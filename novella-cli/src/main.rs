//! Novella CLI - inspect EPUBs and import them into a local library

mod commands;

use anyhow::Result;
use clap::{Parser, Subcommand};
use novella_core::Language;
use std::path::PathBuf;
use tracing_subscriber::{layer::SubscriberExt, util::SubscriberInitExt};

#[derive(Parser)]
#[command(name = "novella")]
#[command(author, version, about, long_about = None)]
struct Cli {
    /// Verbose output
    #[arg(short, long, global = true)]
    verbose: bool,

    #[command(subcommand)]
    command: Commands,
}

#[derive(Subcommand)]
enum Commands {
    /// Display information about an EPUB
    Info {
        /// Input file path
        input: String,

        /// Output as JSON
        #[arg(long)]
        json: bool,

        /// Extract chapter bodies as plain text instead of HTML
        #[arg(long)]
        text: bool,

        /// Print the whole parsed book, chapter bodies included, as JSON
        #[arg(long)]
        dump: bool,
    },

    /// Validate an EPUB file
    Validate {
        /// Input file path
        input: String,

        /// Treat recoverable problems as failures
        #[arg(long)]
        strict: bool,
    },

    /// Import an EPUB into a library directory
    Import {
        /// Input file path
        input: String,

        /// Library directory (created if missing)
        #[arg(short, long)]
        library: PathBuf,

        /// Language of the chapters in this file (en, id)
        #[arg(short = 'L', long, default_value = "en")]
        language: Language,

        /// Add the language to this existing novel instead of creating one
        #[arg(short, long)]
        novel: Option<String>,

        /// Where the EPUB can be downloaded from, stored with the language's chapters
        #[arg(long)]
        source_url: Option<String>,

        /// Extract chapter bodies as plain text instead of HTML
        #[arg(long)]
        text: bool,
    },

    /// List the chapters of a novel in a library
    Chapters {
        /// Library directory
        #[arg(short, long)]
        library: PathBuf,

        /// Novel id
        #[arg(short, long)]
        novel: String,

        /// Output as JSON
        #[arg(long)]
        json: bool,
    },
}

#[tokio::main]
async fn main() -> Result<()> {
    let cli = Cli::parse();

    // Initialize tracing
    let filter = if cli.verbose {
        "novella_cli=debug,novella_core=debug"
    } else {
        "novella_cli=info"
    };

    tracing_subscriber::registry()
        .with(tracing_subscriber::EnvFilter::new(filter))
        .with(tracing_subscriber::fmt::layer().with_writer(std::io::stderr))
        .init();

    match cli.command {
        Commands::Info {
            input,
            json,
            text,
            dump,
        } => commands::info(&input, json, text, dump),

        Commands::Validate { input, strict } => commands::validate(&input, strict),

        Commands::Import {
            input,
            library,
            language,
            novel,
            source_url,
            text,
        } => {
            let options = commands::ImportOptions {
                language,
                novel,
                source_url,
                plain_text: text,
            };
            commands::import(&input, &library, options).await
        }

        Commands::Chapters {
            library,
            novel,
            json,
        } => commands::chapters(&library, &novel, json).await,
    }
}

•••

WHAT THIS TASK INVOLVES: A complete answer lists each line of the data that holds the word "dump".

WRITTEN RESPONSE:
        dump: bool,
            dump,
        } => commands::info(&input, json, text, dump),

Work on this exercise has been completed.